1989 Volume 20 Issue 6 Pages 553-559
We have recently reported that nafamostat mesilate (FUT-175), a synthetic serine protease inhibitor, inhibited the binding of fibrinogen to ADP-stimulated human platelets in an antagonistic manner. In respect to the similar effect of FUT-175 to ArgGly-Asp-Ser (RGDS), synthetic peptide constituted cell attachment domain of fibronectin, on fibrinogen binding to stimulated platelets, we have examined the effects of synthetic protease inhibitors on both fibronectin binding to thrombin-stimulated platetets and fibronectin-mediated cell attachment.
To exclude the direct inhibitory effect of the agents against thrombin, paraformaldehyde-fixed thrombin-stimulated platelets which expressed fibronectin-binding sites were used in this study. Among the synthetic inhibitors examined, FUT-175 and FUT-5923 which have amidinonaptol in their structure as active inhibitory sites, blocked the binding of 125I-fibronectin to thrombin-stimulated platelets dose-dependently. 125I-fibrinogen binding to ADP-stimulated fixed platelets was also inhibited by both FUT-175 and FUT-5923. These data indicated that the inhibition of amidinonaphtol derivatives was not via blockade of binding site expression.
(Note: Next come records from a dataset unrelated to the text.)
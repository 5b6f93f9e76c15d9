//! Error types for pod

use std::path::PathBuf;

use thiserror::Error;

/// Main error type for pod
#[derive(Error, Debug)]
pub enum PodError {
    #[error("app {0} does not exist")]
    NotFound(String),

    #[error("an app with the name {0} already exists")]
    AlreadyExists(String),

    #[error("{0} is reserved for the web interface")]
    ReservedName(String),

    #[error("invalid app name: {0:?}")]
    InvalidName(String),

    #[error("cannot locate main script for {app} ({})", .script.display())]
    NoScript { app: String, script: PathBuf },

    #[error("{0} is not running")]
    NotRunning(String),

    #[error("malformed webhook payload: {0}")]
    MalformedPayload(String),

    #[error("unsupported webhook payload: {0}")]
    UnsupportedProvider(String),

    #[error("deploy hook for {app} failed (exit code {}), work tree reverted", .code.map(|c| c.to_string()).unwrap_or_else(|| "none".to_string()))]
    HookFailed { app: String, code: Option<i32> },

    #[error("rollback of {app} to {commit} failed, work tree is inconsistent: {reason}")]
    RollbackFailed {
        app: String,
        commit: String,
        reason: String,
    },

    #[error("process supervisor unavailable: {0}")]
    SupervisorUnavailable(String),

    #[error("supervisor error: {0}")]
    Supervisor(String),

    #[error("git error: {0}")]
    Git(String),

    #[error("failed to remove files of {app}: {}", .failures.join("; "))]
    Cleanup { app: String, failures: Vec<String> },

    #[error("failed to {op} {}: {source}", .path.display())]
    Fs {
        op: &'static str,
        path: PathBuf,
        #[source]
        source: std::io::Error,
    },

    #[error("IO error: {0}")]
    IoError(#[from] std::io::Error),

    #[error("JSON error: {0}")]
    JsonError(#[from] serde_json::Error),

    #[error("Configuration error: {0}")]
    ConfigError(String),

    #[error("Server error: {0}")]
    ServerError(String),

    #[error("Internal error: {0}")]
    Internal(String),
}

impl PodError {
    /// Build a mapper that attaches the failed operation and path to an IO error
    pub fn fs(op: &'static str, path: impl Into<PathBuf>) -> impl FnOnce(std::io::Error) -> PodError {
        let path = path.into();
        move |source| PodError::Fs { op, path, source }
    }

    /// Stable machine-readable code
    pub fn code(&self) -> &'static str {
        match self {
            PodError::NotFound(_) => "NOT_FOUND",
            PodError::AlreadyExists(_) => "EXISTS",
            PodError::ReservedName(_) => "WEB",
            PodError::InvalidName(_) => "INVALID_NAME",
            PodError::NoScript { .. } => "NO_SCRIPT",
            PodError::NotRunning(_) => "NOT_RUNNING",
            PodError::MalformedPayload(_) => "MALFORMED_PAYLOAD",
            PodError::UnsupportedProvider(_) => "UNSUPPORTED_PROVIDER",
            PodError::HookFailed { .. } => "HOOK_FAILED",
            PodError::RollbackFailed { .. } => "ROLLBACK_FAILED",
            PodError::SupervisorUnavailable(_) => "SUPERVISOR_UNAVAILABLE",
            PodError::Supervisor(_) => "SUPERVISOR",
            PodError::Git(_) => "GIT",
            PodError::Cleanup { .. } => "CLEANUP",
            PodError::Fs { .. } | PodError::IoError(_) => "IO",
            PodError::JsonError(_) => "JSON",
            PodError::ConfigError(_) => "CONFIG",
            PodError::ServerError(_) => "SERVER",
            PodError::Internal(_) => "INTERNAL",
        }
    }

    /// Process exit status used by the CLI
    pub fn exit_code(&self) -> i32 {
        match self {
            PodError::RollbackFailed { .. } => 3,
            PodError::SupervisorUnavailable(_) => 4,
            PodError::HookFailed { code, .. } => code.filter(|c| *c > 0).unwrap_or(1),
            _ => 1,
        }
    }
}

impl From<anyhow::Error> for PodError {
    fn from(err: anyhow::Error) -> Self {
        PodError::Internal(err.to_string())
    }
}
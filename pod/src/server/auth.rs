//! HTTP basic auth for the dashboard endpoints

use std::sync::Arc;

use axum::{
    extract::{Request, State},
    http::{header, HeaderMap, HeaderValue, StatusCode},
    middleware::Next,
    response::{IntoResponse, Response},
};
use base64::{engine::general_purpose::STANDARD, Engine as _};
use secrecy::ExposeSecret;
use tracing::debug;

use crate::server::state::{Credentials, ServerState};

const REALM: &str = "Basic realm=\"pod\"";

/// Reject requests without valid dashboard credentials
pub async fn require_basic_auth(
    State(state): State<Arc<ServerState>>,
    request: Request,
    next: Next,
) -> Response {
    if is_authorized(request.headers(), &state.credentials) {
        return next.run(request).await;
    }
    debug!("Rejected unauthenticated request to {}", request.uri());
    let mut response = StatusCode::UNAUTHORIZED.into_response();
    response
        .headers_mut()
        .insert(header::WWW_AUTHENTICATE, HeaderValue::from_static(REALM));
    response
}

fn is_authorized(headers: &HeaderMap, credentials: &Credentials) -> bool {
    let Some((username, password)) = basic_credentials(headers) else {
        return false;
    };
    username == credentials.username && password == credentials.password.expose_secret()
}

/// Decode `Authorization: Basic <base64(user:pass)>`
fn basic_credentials(headers: &HeaderMap) -> Option<(String, String)> {
    let value = headers.get(header::AUTHORIZATION)?.to_str().ok()?;
    let (scheme, encoded) = value.trim().split_once(' ')?;
    if !scheme.eq_ignore_ascii_case("basic") {
        return None;
    }
    let decoded = STANDARD.decode(encoded.trim()).ok()?;
    let decoded = String::from_utf8(decoded).ok()?;
    let (username, password) = decoded.split_once(':')?;
    Some((username.to_string(), password.to_string()))
}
Attachment of normal rat kidney fibroblasts to fibronectin-coated plate was inhibited by these amidinonaphtol derivatives, dose dependently. The agents were also affected fibronectin dependent cellular spreading.
These results suggest that the inhibitory effects of amidinonaphtol derivatives on the cellular interaction with these adhesive proteins might be related to conformational characteristics, not to their inhibitory activities against proteases.